# Bild schreiben und einlesen



## moessi91 (27. Mrz 2011)

Hallo ich möchte ein Bild in eine Postgre datenbank schreiben und wieder einlesen. 
Ich habe mir gedacht das würde am einfachsten gehen wenn ich das Bild in einem File speichere 
also 

File file = new File("myBild.jpg"); 

und dieses dann in einen Stream lege 
FileInputStream fis = new FileInputStream(file);
und über ein ps hinausschreibe
ps.setBinaryStream(2, fis, (int)file.length());

wenn ich das ganze dann jedoch wieder einlesen will erhalte ich ja ein byte array .
wie müsste ich das ganze jetzt machen damit ich das bytearray wieder in ein file bekomme?
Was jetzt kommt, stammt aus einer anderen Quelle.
use std::env;
use std::time::Duration;

use sitegate_core::{AppError, AppResult};

const DEFAULT_IDENTITY_API_BASE_URL: &str = "https://identitytoolkit.googleapis.com";

/// Environment settings of the claims admin tool.
#[derive(Debug, Clone)]
pub struct ClaimsAdminConfig {
    pub database_url: String,
    pub identity_api_base_url: String,
    pub identity_access_token: String,
    pub permissions_cache_ttl: Duration,
    pub identity_http_timeout: Duration,
}

impl ClaimsAdminConfig {
    pub fn load() -> AppResult<Self> {
        let database_url = required_env("DATABASE_URL")?;
        let identity_api_base_url = env::var("IDENTITY_API_BASE_URL")
            .ok()
            .map(|value| value.trim().trim_end_matches('/').to_owned())
            .filter(|value| !value.is_empty())
            .unwrap_or_else(|| DEFAULT_IDENTITY_API_BASE_URL.to_owned());
        let identity_access_token = required_env("IDENTITY_ACCESS_TOKEN")?;
        let permissions_cache_ttl_ms = parse_env_u64("PERMISSIONS_CACHE_TTL_MS", 300_000)?;
        let identity_http_timeout_secs = parse_env_u64("IDENTITY_HTTP_TIMEOUT_SECS", 15)?;

        if identity_http_timeout_secs == 0 {
            return Err(AppError::Validation(
                "IDENTITY_HTTP_TIMEOUT_SECS must be greater than zero".to_owned(),
            ));
        }

        Ok(Self {
            database_url,
            identity_api_base_url,
            identity_access_token,
            permissions_cache_ttl: Duration::from_millis(permissions_cache_ttl_ms),
            identity_http_timeout: Duration::from_secs(identity_http_timeout_secs),
        })
    }
}

fn required_env(name: &str) -> AppResult<String> {
    env::var(name)
        .ok()
        .filter(|value| !value.trim().is_empty())
        .ok_or_else(|| AppError::Validation(format!("{name} is required")))
}

fn parse_env_u64(name: &str, default: u64) -> AppResult<u64> {
    match env::var(name) {
        Ok(value) => value.trim().parse::<u64>().map_err(|error| {
            AppError::Validation(format!("invalid {name} value '{value}': {error}"))
        }),
        Err(_) => Ok(default),
    }
}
oder gibt es insgesammt eine bessere methode zum speichern von bildern?

lg


----------



## Marco13 (28. Mrz 2011)

Von Datenbanken habe ich zwar 0.0f Ahnung, aber ... Wenn es nur um die Umwandlungen an sich geht: Man kann einen Byte-Array eigentlich mit einem ganz normalen FileOutputStream rausschreiben...


----------



## Foo (28. Mrz 2011)

Hallo probiers beim Lesen mal mit der Methode

ResultSet (Java 2 Platform SE v1.4.2)

oder mit ResultSet#getBlob(), dann kannst du zwischen stream und byte array wählen.


----------